Wall Street Presses New York to Let It Help Speed Vaccines
(Bloomberg) -- Some of New York’s biggest employers are urging local leaders to let them help with the Covid-19 vaccination effort, arguing that the slow rollout is putting the state’s economic recovery at risk.
Goldman Sachs Group Inc., JPMorgan Chase & Co., Citigroup Inc. and KKR & Co. were among a few dozen companies that got on a call Thursday with the state’s vaccination czar, Larry Schwartz, according to people who participated. Some of the firms said they can provide distribution and logistics, and could help persuade the Biden administration to boost New York’s vaccine allocation.
“Our economy will not recover, and we won’t be able to get people back into the office, until we have good penetration of the vaccines,” Goldman Chief Executive Officer David Solomon said.

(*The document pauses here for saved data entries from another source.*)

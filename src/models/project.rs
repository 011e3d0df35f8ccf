use chrono::{DateTime, Utc};
use serde::{Deserialize, Serialize};

use super::{Contact, Priority};

/// A body of work that tasks, messages, meetings and documents hang off.
#[derive(Debug, Clone, Serialize, Deserialize, PartialEq)]
#[serde(rename_all = "camelCase")]
pub struct Project {
    pub id: String,
    pub name: String,
    pub description: String,
    pub priority: Priority,
    pub color: String,
    pub participants: Vec<Contact>,
    pub created_at: DateTime<Utc>,
}
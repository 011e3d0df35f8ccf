//! Local key-value storage backed by SQLite.
//!
//! Holds named JSON entries; the store keeps its persisted snapshot under one key.

mod repository;

pub use repository::*;

use sqlx::sqlite::{SqliteConnectOptions, SqlitePool, SqlitePoolOptions};
use std::path::Path;
use std::str::FromStr;

/// Initialize the database connection pool and run migrations.
pub async fn init_database(db_path: &Path) -> Result<SqlitePool, sqlx::Error> {
    // Ensure the parent directory exists
    if let Some(parent) = db_path.parent() {
        tokio::fs::create_dir_all(parent).await.ok();
    }

    let db_url = format!("sqlite:{}?mode=rwc", db_path.display());

    let options = SqliteConnectOptions::from_str(&db_url)?
        .create_if_missing(true)
        .journal_mode(sqlx::sqlite::SqliteJournalMode::Wal)
        .synchronous(sqlx::sqlite::SqliteSynchronous::Normal)
        .busy_timeout(std::time::Duration::from_secs(30));

    let pool = SqlitePoolOptions::new()
        .max_connections(5)
        .connect_with(options)
        .await?;

    run_migrations(&pool).await?;

    Ok(pool)
}

/// Run database migrations.
async fn run_migrations(pool: &SqlitePool) -> Result<(), sqlx::Error> {
    sqlx::query(
        r#"
        CREATE TABLE IF NOT EXISTS kv_store (
            key TEXT PRIMARY KEY,
            value TEXT NOT NULL,
            revision INTEGER NOT NULL DEFAULT 1,
            updated_at TEXT NOT NULL
        );
        "#,
    )
    .execute(pool)
    .await?;

    Ok(())
}
//! Settings endpoints.

use axum::{extract::State, Json};

use super::{current_revision, respond, success, ApiResult};
use crate::models::{NotificationPreferencesPatch, SelectAvatarRequest, UserSettings};
use crate::AppState;

/// GET /api/settings - Get user settings.
pub async fn get_settings(State(state): State<AppState>) -> ApiResult<UserSettings> {
    let revision_id = current_revision(&state).await;
    success(state.store.snapshot().settings.clone(), revision_id)
}

/// PATCH /api/settings/notifications - Merge notification toggles.
pub async fn update_notification_preferences(
    State(state): State<AppState>,
    Json(patch): Json<NotificationPreferencesPatch>,
) -> ApiResult<UserSettings> {
    let revision_id = current_revision(&state).await;
    let result = state.store.update_notification_preferences(&patch).await;
    respond(result, revision_id, |s| s.settings.clone())
}

/// PUT /api/settings/avatar - Change the assistant avatar.
pub async fn update_avatar(
    State(state): State<AppState>,
    Json(request): Json<SelectAvatarRequest>,
) -> ApiResult<UserSettings> {
    let revision_id = current_revision(&state).await;
    let result = state.store.set_selected_avatar(&request.avatar_id).await;
    respond(result, revision_id, |s| s.settings.clone())
}
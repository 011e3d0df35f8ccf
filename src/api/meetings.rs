//! Meeting endpoints.

use axum::{
    extract::{Path, State},
    Json,
};

use super::{current_revision, respond, success, ApiResult};
use crate::models::{Meeting, UpdateMeetingStatusRequest};
use crate::views::{self, MeetingsView};
use crate::AppState;

/// GET /api/meetings - Upcoming and past meetings.
pub async fn get_meetings(State(state): State<AppState>) -> ApiResult<MeetingsView> {
    let revision_id = current_revision(&state).await;
    success(views::meetings(&state.store.snapshot()), revision_id)
}

/// PUT /api/meetings/:id/status - Set a meeting's status.
pub async fn update_meeting_status(
    State(state): State<AppState>,
    Path(id): Path<String>,
    Json(request): Json<UpdateMeetingStatusRequest>,
) -> ApiResult<Option<Meeting>> {
    let revision_id = current_revision(&state).await;
    let result = state.store.update_meeting_status(&id, request.status).await;
    respond(result, revision_id, |s| {
        s.meetings.iter().find(|m| m.id == id).cloned()
    })
}

/// POST /api/meetings/:id/minutes/confirm - Confirm a meeting's minutes.
pub async fn confirm_minutes(
    State(state): State<AppState>,
    Path(id): Path<String>,
) -> ApiResult<Option<Meeting>> {
    let revision_id = current_revision(&state).await;
    let result = state.store.confirm_minutes(&id).await;
    respond(result, revision_id, |s| {
        s.meetings.iter().find(|m| m.id == id).cloned()
    })
}
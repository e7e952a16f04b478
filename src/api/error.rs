use std::path::PathBuf;

use thiserror::Error;

/// Errors from calls to the blogging service.
///
/// Only two kinds matter to the UI: the transport failed before a response
/// arrived, or a response arrived with a status other than the expected
/// one. Both are surfaced identically (a transient toast) and local state
/// keeps its last known-good value. The variants exist so the log line can
/// say which it was.
#[derive(Debug, Error)]
pub enum ApiError {
    /// The request never produced a response (connect failure, timeout,
    /// broken connection).
    #[error("request to {endpoint} failed: {source}")]
    Transport {
        endpoint: &'static str,
        #[source]
        source: reqwest::Error,
    },

    /// The server answered with something other than the success status.
    #[error("{endpoint} rejected with status {status}")]
    Rejected {
        endpoint: &'static str,
        status: u16,
    },

    /// A success response whose body did not match the expected shape.
    #[error("could not decode {endpoint} response: {source}")]
    Decode {
        endpoint: &'static str,
        #[source]
        source: reqwest::Error,
    },

    /// The featured image could not be read from disk before upload.
    #[error("could not read image file '{path}': {source}")]
    ImageRead {
        path: PathBuf,
        #[source]
        source: std::io::Error,
    },
}
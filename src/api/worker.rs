//! Bridge between the UI loop and the async API client.
//!
//! The UI thread never blocks on the network: it sends a typed command into
//! this worker and hears back through the app event channel. Commands are
//! processed one at a time, in order. The auth token travels inside each
//! command; the worker never consults ambient storage.

use std::sync::mpsc::Sender;

use tokio::sync::mpsc::Receiver;
use tracing::warn;

use crate::api::client::BlogService;
use crate::api::error::ApiError;
use crate::api::types::{Post, PostDraft};
use crate::config::SecureString;
use crate::shutdown::ShutdownHandle;
use crate::ui::events::AppEvent;

/// Requests the UI sends to the worker.
#[derive(Debug)]
pub enum ApiCommand {
    LoadFeed {
        token: Option<SecureString>,
    },
    /// One read per card activation. `generation` is echoed back so the UI
    /// can drop responses that belong to an older activation.
    HydrateLike {
        post_id: String,
        generation: u64,
        token: Option<SecureString>,
    },
    /// `currently_liked` is the flag's value at the moment of the user's
    /// action; it selects between add and remove.
    ToggleLike {
        post_id: String,
        currently_liked: bool,
        token: Option<SecureString>,
    },
    PublishPost {
        draft: PostDraft,
        token: Option<SecureString>,
    },
}

/// Outcomes the worker reports back into the UI event stream.
#[derive(Debug)]
pub enum ApiOutcome {
    FeedLoaded(Result<Vec<Post>, ApiError>),
    LikeHydrated {
        post_id: String,
        generation: u64,
        result: Result<bool, ApiError>,
    },
    /// On success carries the confirmed new value of the flag.
    LikeToggled {
        post_id: String,
        result: Result<bool, ApiError>,
    },
    PostPublished(Result<(), ApiError>),
}

pub async fn run<S>(
    service: S,
    mut commands: Receiver<ApiCommand>,
    events: Sender<AppEvent>,
    shutdown: ShutdownHandle,
) where
    S: BlogService + Send + Sync + 'static,
{
    loop {
        let command = tokio::select! {
            command = commands.recv() => match command {
                Some(command) => command,
                None => break,
            },
            _ = shutdown.wait() => break,
        };

        let outcome = handle(&service, command).await;
        if events.send(AppEvent::Api(outcome)).is_err() {
            break;
        }
    }
}

async fn handle<S: BlogService>(service: &S, command: ApiCommand) -> ApiOutcome {
    match command {
        ApiCommand::LoadFeed { token } => {
            let result = service.list_posts(token.as_ref()).await;
            if let Err(err) = &result {
                warn!(error = %err, "feed load failed");
            }
            ApiOutcome::FeedLoaded(result)
        }
        ApiCommand::HydrateLike {
            post_id,
            generation,
            token,
        } => {
            let result = service
                .get_post(&post_id, token.as_ref())
                .await
                .map(|payload| payload.is_liked);
            if let Err(err) = &result {
                warn!(%post_id, error = %err, "like hydrate failed");
            }
            ApiOutcome::LikeHydrated {
                post_id,
                generation,
                result,
            }
        }
        ApiCommand::ToggleLike {
            post_id,
            currently_liked,
            token,
        } => {
            // Remove when currently liked, add otherwise. The flag flips
            // only once the server confirms; failures leave it alone.
            let result = if currently_liked {
                service
                    .remove_like(&post_id, token.as_ref())
                    .await
                    .map(|()| false)
            } else {
                service
                    .add_like(&post_id, token.as_ref())
                    .await
                    .map(|()| true)
            };
            if let Err(err) = &result {
                warn!(%post_id, error = %err, "like toggle failed");
            }
            ApiOutcome::LikeToggled { post_id, result }
        }
        ApiCommand::PublishPost { draft, token } => {
            let result = service.publish_post(&draft, token.as_ref()).await;
            if let Err(err) = &result {
                warn!(error = %err, "publish failed");
            }
            ApiOutcome::PostPublished(result)
        }
    }
}
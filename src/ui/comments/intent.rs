use crate::ui::mvi::Intent;

#[derive(Debug, Clone)]
pub enum CommentIntent {
    Input(char),
    Backspace,
    /// Accepted but goes nowhere; the draft is kept.
    Submitted,
    /// Screen left; the draft is dropped.
    Cleared,
}

impl Intent for CommentIntent {}
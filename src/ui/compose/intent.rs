use crate::ui::mvi::Intent;

#[derive(Debug, Clone)]
pub enum ComposeIntent {
    /// Screen opened. Without a token this routes to `LoginRequired`
    /// instead of the form.
    Opened { has_token: bool },
    Closed,
    Input(char),
    Backspace,
    FocusNext,
    FocusPrev,
    CategoryNext,
    CategoryPrev,
    /// Submit the form. Ignored while incomplete or already submitting.
    SubmitRequested,
    SubmitSucceeded,
    /// Publish failed; the draft is kept so nothing typed is lost.
    SubmitFailed,
}

impl Intent for ComposeIntent {}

Wall Street leaders, who have operated from largely empty office towers, are getting increasingly concerned about continued delays that threaten a return to normal operations. New York City has had to cancel thousands of appointments and temporarily suspend 15 community vaccination sites due to vaccine shortages and distributor delays.
The city continues to administer the shots, but many hospitals and vaccine sites have stopped offering new appointments for first doses. Appointments for second doses are still being made.
“The business community is very concerned of the consequences of not getting the vaccine out because it is critical to economic recovery and bringing people into the offices,” said Kathy Wylde, chief executive officer of the Partnership for New York City, a group that represents many of the city’s biggest employers.
Wylde, who was also on the call, said in an interview that the goal was to help get the vaccine out to the public, not just to employees of the companies involved.
“They know how much state and local governments are dealing with, and they are just saying they have logistics expertise, medical facilities and personnel that can help accelerate distribution,” she said.
Representatives of New York Mayor Bill de Blasio and Governor Andrew Cuomo didn’t respond to requests for comment.
De Blasio issued several warnings this week that the city was dangerously close to running out of vaccines.
The mayor has been talking to leaders in the Biden administration to increase supply and give the city the “flexibility to use reserves in second doses,” de Blasio said in a radio interview Friday.
About 200,000 shots are sitting on shelves because of what de Blasio called “an artificial reserve” created by rules preventing it from using second doses, de Blasio said. Both Covid-19 vaccines from Pfizer Inc.-BioNTech SE and Moderna Inc. call for each person to receive two shots.